**What you are asked to do:**
What you return should be the full listing, exactly as given.

**Supplied data:**
BEGIN

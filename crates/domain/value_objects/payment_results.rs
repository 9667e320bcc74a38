use chrono::{DateTime, Utc};
use serde::Serialize;
use uuid::Uuid;

use crate::domain::entities::{payments::PaymentEntity, subscriptions::SubscriptionEntity};

#[derive(Debug, Clone, Serialize, PartialEq, Eq)]
pub struct SubscriptionSummaryDto {
    pub id: Uuid,
    pub plan_type: String,
    pub status: String,
    pub start_date: DateTime<Utc>,
    pub end_date: DateTime<Utc>,
    pub price: i64,
    pub currency: String,
}

impl From<SubscriptionEntity> for SubscriptionSummaryDto {
    fn from(value: SubscriptionEntity) -> Self {
        Self {
            id: value.id,
            plan_type: value.plan_type,
            status: value.status,
            start_date: value.start_date,
            end_date: value.end_date,
            price: value.price,
            currency: value.currency,
        }
    }
}

#[derive(Debug, Clone, Serialize, PartialEq)]
pub struct PaymentSummaryDto {
    pub payment_id: Uuid,
    pub transaction_id: String,
    pub amount: i64,
    pub currency: String,
    pub status: String,
    pub gateway_reference: Option<String>,
    pub paid_at: Option<DateTime<Utc>>,
}

impl From<&PaymentEntity> for PaymentSummaryDto {
    fn from(value: &PaymentEntity) -> Self {
        Self {
            payment_id: value.id,
            transaction_id: value.transaction_id.clone(),
            amount: value.amount,
            currency: value.currency.clone(),
            status: value.status.clone(),
            gateway_reference: value.gateway_reference.clone(),
            paid_at: value.paid_at,
        }
    }
}

/// Body of the result page when no deep link applies.
#[derive(Debug, Clone, Serialize, PartialEq)]
pub struct PaymentResultDto {
    pub success: bool,
    pub payment: Option<PaymentSummaryDto>,
    pub subscription: Option<SubscriptionSummaryDto>,
}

END

**Written reply:**
filename crates/domain/value_objects/payment_results.rs
repository 9667e320bcc74a38
use chrono::{DateTime, Utc};
use serde::Serialize;
use uuid::Uuid;

use crate::domain::entities::{payments::PaymentEntity, subscriptions::SubscriptionEntity};

#[derive(Debug, Clone, Serialize, PartialEq, Eq)]
pub struct SubscriptionSummaryDto {
    pub id: Uuid,
    pub plan_type: String,
    pub status: String,
    pub start_date: DateTime<Utc>,
    pub end_date: DateTime<Utc>,
    pub price: i64,
    pub currency: String,
}

impl From<SubscriptionEntity> for SubscriptionSummaryDto {
    fn from(value: SubscriptionEntity) -> Self {
        Self {
            id: value.id,
            plan_type: value.plan_type,
            status: value.status,
            start_date: value.start_date,
            end_date: value.end_date,
            price: value.price,
            currency: value.currency,
        }
    }
}

#[derive(Debug, Clone, Serialize, PartialEq)]
pub struct PaymentSummaryDto {
    pub payment_id: Uuid,
    pub transaction_id: String,
    pub amount: i64,
    pub currency: String,
    pub status: String,
    pub gateway_reference: Option<String>,
    pub paid_at: Option<DateTime<Utc>>,
}

impl From<&PaymentEntity> for PaymentSummaryDto {
    fn from(value: &PaymentEntity) -> Self {
        Self {
            payment_id: value.id,
            transaction_id: value.transaction_id.clone(),
            amount: value.amount,
            currency: value.currency.clone(),
            status: value.status.clone(),
            gateway_reference: value.gateway_reference.clone(),
            paid_at: value.paid_at,
        }
    }
}

/// Body of the result page when no deep link applies.
#[derive(Debug, Clone, Serialize, PartialEq)]
pub struct PaymentResultDto {
    pub success: bool,
    pub payment: Option<PaymentSummaryDto>,
    pub subscription: Option<SubscriptionSummaryDto>,
}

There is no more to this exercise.